The Week in Brief and the Bookshelf Principle

Just catching up on a few things from the

On Wednesday we visited Dave for a Quercus meeting. It was a cheerful time despite the sadness of winding everything down. Once we’d poured the tea, passed round the cake  and discussed our health we watched the Tour of Britain on TV.

Nobody would mistake us for racing cyclists, but it was going round North Nottinghamshire and we were trying to spot places we knew. They had been sprouting yellow bikes and parking restriction notices for weeks so we knew where it was going. I had thought of going out to take photos but I fought off the temptation.

Although it was obviously sad for the participants it was also funny to see two cyclists disqualified for riding on the pavement.

The same could be said of the crash, as they came round a corner in Retford to find that a man with a Blue Badge had parked his car in the way. I am sorry for the rider who was injured, and the others who fell, both for the pain and the waste of all their preparation. However, I’d be lying if I said that it wasn’t also funny to watch, even if there was something evil about my amusement.

It’s also an example of a disabled driver parking somewhere despite the danger.

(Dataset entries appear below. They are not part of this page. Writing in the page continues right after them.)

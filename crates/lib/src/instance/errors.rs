//! Error types for instance-level operations

use thiserror::Error;

/// Errors that can occur during instance-level operations.
#[non_exhaustive]
#[derive(Debug, Error)]
pub enum InstanceError {
    /// An import payload failed validation.
    ///
    /// Raised when the payload is not JSON at all, or when it is missing the
    /// `users` or `enrollments` registry. Nothing is replaced on failure.
    #[error("Invalid import format: {reason}")]
    InvalidImportFormat {
        /// Description of why the payload was rejected
        reason: String,
    },
}

impl InstanceError {
    /// Check if this error indicates a malformed import payload.
    pub fn is_invalid_format(&self) -> bool {
        matches!(self, InstanceError::InvalidImportFormat { .. })
    }
}

// Conversion to the main Error type
impl From<InstanceError> for crate::Error {
    fn from(err: InstanceError) -> Self {
        crate::Error::Instance(err)
    }
}
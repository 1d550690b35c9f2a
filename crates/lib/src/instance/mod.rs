//!
//! Provides the root [`Instance`] object.
//!
//! `Instance` owns the injected storage adapter, the clock, the immutable
//! catalog, and the three in-memory registries (users, session,
//! enrollments). All operations in the identity, enrollment, and query
//! modules are methods on `Instance`, implemented in their own modules.
//!
//! Startup loads persisted state through the corrupt-tolerant storage
//! helpers, so a damaged blob degrades to an empty registry instead of a
//! failed open. Every mutation persists write-through immediately.

use std::collections::BTreeMap;
use std::fmt;
use std::str::FromStr;
use std::sync::{Arc, RwLock};

use serde::{Deserialize, Serialize};

use crate::Result;
use crate::catalog::Catalog;
use crate::clock::{Clock, SystemClock};
use crate::enrollment::Enrollment;
use crate::identity::{Session, User};
use crate::storage::{self, Storage};

pub mod errors;
mod portability;

pub use errors::InstanceError;
pub use portability::DataExport;

/// Per-user enrollment map: course id -> enrollment record.
pub type CourseEnrollments = BTreeMap<String, Enrollment>;

/// Internal state for Instance
///
/// This structure holds the actual data for Instance. Instance itself is a
/// cheap-to-clone handle wrapping `Arc<InstanceInternal>`.
pub(crate) struct InstanceInternal {
    /// The injected storage adapter
    pub(crate) storage: Arc<dyn Storage>,
    /// Time provider for enrollment timestamps
    pub(crate) clock: Arc<dyn Clock>,
    /// The immutable course catalog
    pub(crate) catalog: Catalog,
    /// User registry, keyed by lowercased email
    pub(crate) users: RwLock<BTreeMap<String, User>>,
    /// The single active session, if any
    pub(crate) session: RwLock<Option<Session>>,
    /// Enrollment registry: email -> course id -> record
    pub(crate) enrollments: RwLock<BTreeMap<String, CourseEnrollments>>,
}

impl fmt::Debug for InstanceInternal {
    fn fmt(&self, f: &mut fmt::Formatter<'_>) -> fmt::Result {
        f.debug_struct("InstanceInternal")
            .field("storage", &self.storage)
            .field("clock", &self.clock)
            .field("catalog", &format!("<{} courses>", self.catalog.len()))
            .field(
                "users",
                &format!("<{} users>", self.users.read().unwrap().len()),
            )
            .field("session", &self.session.read().unwrap())
            .field(
                "enrollments",
                &format!("<{} users>", self.enrollments.read().unwrap().len()),
            )
            .finish()
    }
}

/// Root object of the LiteLearn data layer.
///
/// Instance manages:
/// - The injected storage adapter and the write-through persistence of the
///   four storage keys
/// - The user registry and the single active session (identity module)
/// - Per-user enrollment records and progress (enrollment module)
/// - Read-only derived views (query module)
/// - Bulk export/import and the full data wipe
///
/// Instance is a cheap-to-clone handle around `Arc<InstanceInternal>`.
///
/// ## Example
///
/// ```
/// # use std::sync::Arc;
/// # use litelearn::{storage::InMemory, Catalog, Instance};
/// # fn main() -> litelearn::Result<()> {
/// let instance = Instance::open(Arc::new(InMemory::new()), Catalog::demo());
///
/// instance.register("Ada", "ada@example.com", "hunter2")?;
/// instance.enroll("ada@example.com", "html101")?;
/// instance.set_lesson_completion("ada@example.com", "html101", 0, true)?;
/// assert_eq!(instance.percent_complete("ada@example.com", "html101"), 17);
/// # Ok(())
/// # }
/// ```
#[derive(Clone, Debug)]
pub struct Instance {
    inner: Arc<InstanceInternal>,
}

impl Instance {
    /// Open an instance over the given storage adapter and catalog.
    ///
    /// Loads the three persisted registries; a missing or corrupt blob loads
    /// as its empty default, so opening always succeeds. The system clock
    /// provides enrollment timestamps.
    pub fn open(storage: Arc<dyn Storage>, catalog: Catalog) -> Self {
        Self::open_impl(storage, catalog, Arc::new(SystemClock))
    }

    /// Open an instance with a custom clock.
    ///
    /// Same as [`Instance::open`] but allows injecting a controllable clock
    /// for deterministic enrollment timestamps in tests.
    ///
    /// Only available with the `testing` feature or in test builds.
    #[cfg(any(test, feature = "testing"))]
    pub fn open_with_clock(
        storage: Arc<dyn Storage>,
        catalog: Catalog,
        clock: Arc<dyn Clock>,
    ) -> Self {
        Self::open_impl(storage, catalog, clock)
    }

    fn open_impl(storage: Arc<dyn Storage>, catalog: Catalog, clock: Arc<dyn Clock>) -> Self {
        let users =
            storage::load_or_default(storage.as_ref(), storage::keys::USERS, BTreeMap::new());
        let session = storage::load_or_default(storage.as_ref(), storage::keys::SESSION, None);
        let enrollments = storage::load_or_default(
            storage.as_ref(),
            storage::keys::ENROLLMENTS,
            BTreeMap::new(),
        );

        Self {
            inner: Arc::new(InstanceInternal {
                storage,
                clock,
                catalog,
                users: RwLock::new(users),
                session: RwLock::new(session),
                enrollments: RwLock::new(enrollments),
            }),
        }
    }

    /// The course catalog this instance was opened with.
    pub fn catalog(&self) -> &Catalog {
        &self.inner.catalog
    }

    /// The underlying storage adapter.
    pub fn storage(&self) -> &Arc<dyn Storage> {
        &self.inner.storage
    }

    /// The persisted theme preference, if one is set and recognizable.
    pub fn theme(&self) -> Option<Theme> {
        storage::load_or_default(self.inner.storage.as_ref(), storage::keys::THEME, None)
    }

    /// Persist the theme preference.
    pub fn set_theme(&self, theme: Theme) -> Result<()> {
        storage::store(self.inner.storage.as_ref(), storage::keys::THEME, &theme)
    }

    pub(crate) fn internal(&self) -> &InstanceInternal {
        &self.inner
    }
}

/// Theme preference of the presentation layer.
///
/// Carried in the data layer only because it completes the storage
/// contract: it is the fourth persisted key and is removed by `wipe()`.
#[derive(Debug, Clone, Copy, PartialEq, Eq, Serialize, Deserialize)]
#[serde(rename_all = "lowercase")]
pub enum Theme {
    Light,
    Dark,
}

impl fmt::Display for Theme {
    fn fmt(&self, f: &mut fmt::Formatter<'_>) -> fmt::Result {
        match self {
            Theme::Light => f.write_str("light"),
            Theme::Dark => f.write_str("dark"),
        }
    }
}

impl FromStr for Theme {
    type Err = String;

    fn from_str(s: &str) -> std::result::Result<Self, Self::Err> {
        match s.to_ascii_lowercase().as_str() {
            "light" => Ok(Theme::Light),
            "dark" => Ok(Theme::Dark),
            other => Err(format!("unknown theme: {other}")),
        }
    }
}
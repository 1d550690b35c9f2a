//! Error types for the storage module

use thiserror::Error;

/// Errors that can occur in storage adapters.
///
/// Read-side corruption is not represented here: corrupt blobs are recovered
/// by `load_or_default` substituting a default value. These variants cover
/// the failures that do propagate, which are write/remove failures and keys
/// an adapter cannot represent.
#[non_exhaustive]
#[derive(Debug, Error)]
pub enum StorageError {
    /// Reading the blob under a key failed at the I/O level.
    #[error("Storage read failed for key '{key}': {source}")]
    ReadFailed {
        /// The logical key being read
        key: String,
        #[source]
        source: std::io::Error,
    },

    /// Writing the blob under a key failed.
    #[error("Storage write failed for key '{key}': {source}")]
    WriteFailed {
        /// The logical key being written
        key: String,
        #[source]
        source: std::io::Error,
    },

    /// Removing the blob under a key failed.
    #[error("Storage remove failed for key '{key}': {source}")]
    RemoveFailed {
        /// The logical key being removed
        key: String,
        #[source]
        source: std::io::Error,
    },

    /// The key cannot be used by this adapter (e.g. contains a path separator).
    #[error("Invalid storage key: '{key}'")]
    InvalidKey {
        /// The rejected key
        key: String,
    },
}

impl StorageError {
    /// Check if this error is I/O related.
    pub fn is_io_error(&self) -> bool {
        matches!(
            self,
            StorageError::ReadFailed { .. }
                | StorageError::WriteFailed { .. }
                | StorageError::RemoveFailed { .. }
        )
    }

    /// Get the logical key this error is about.
    pub fn key(&self) -> &str {
        match self {
            StorageError::ReadFailed { key, .. }
            | StorageError::WriteFailed { key, .. }
            | StorageError::RemoveFailed { key, .. }
            | StorageError::InvalidKey { key } => key,
        }
    }
}

// Conversion to the main Error type
impl From<StorageError> for crate::Error {
    fn from(err: StorageError) -> Self {
        crate::Error::Storage(err)
    }
}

People seem to think that possession of a Blue Badge or the use of hazard warners mean they can park anywhere.

On Friday morning I saw a convoy of silver grey Rolls Royces in the mist, some with consecutive personalised number plates. There were ten of them, which tends to suggest that there is big money in the funeral business. It must have been a big family to need ten cars.

Later on Friday I found myself in Retford, thinking that it might be worth looking at the accident site to see if there was any broken glass left. I’m sure it would have sold on ebay. Unfortunately my mind works on the bookshelf principle and I didn’t hold on to the thought.


Do I need to title this “Bookshelf”

For those of you who aren’t familiar with the bookshelf principle, imagine a well-filled bookshelf with no ends. When you put another book on the shelf one falls off the end.

We used to use it (semi-jokingly) when coaching kids at the rugby club. Some of them had very short shelves and even a piece of litter blowing past could trigger sensory overload. As I’ve aged, I’ve begun to notice that my bookshelf has become shorter.

And that was how, when I saw someone I knew on the market, the ebay idea dropped off the end of the shelf.

Sometime this week I also published my 900th post, I think it was Friday but I sort of lost count. Or dropped another book…

Four days in October

We’ve had a lot on over the last few days, including illness, a 450 mile trip, a funeral and  a lack of internet access (I decided not to take a laptop).

None of this is particulalrly interesting, but I didn’t want you to think I’d been slacking.

There were a few points of interest – wondering what they were doing to the stand at Epsom racecourse; watching a buzzard being mobbed by a crow (if one crow can actually “mob” something); adding more to the family history; seeing a parakeet fly over Leatherhead Crematorium; seeing mistletoe growing at a height of only six feet (it’s amazing how it grows straight from the branch – even though I know it has an enzyme that allows the seed to get through the bark, I was half expecting to see roots of some sort), and going round the Royal Worcester Museum.

We could have done more in Worcester, as the Cathedral (which houses the tomb of King John, who died in Newark 800 years ago this year) and The Commandery are both very close to the Royal Worcester Museum. However, it was raining, it was mid-day and it was Saturday. The car parks were full, the streets were busy and we were thinking of home. In other words, I’m getting old.

Final photos are of my tea on Thursday night.  We set off after Julia finished work and got straight on the M1. We stopped at Leicester Forest East services and went to Burger King. Note that the burger on the [poster has loads of crisp bacon protruding from the sides of the bun, whereas mine struggles to reach the edge of the burger.

I will make no further comment., apart from to say that those rashers came from terribly small pigs.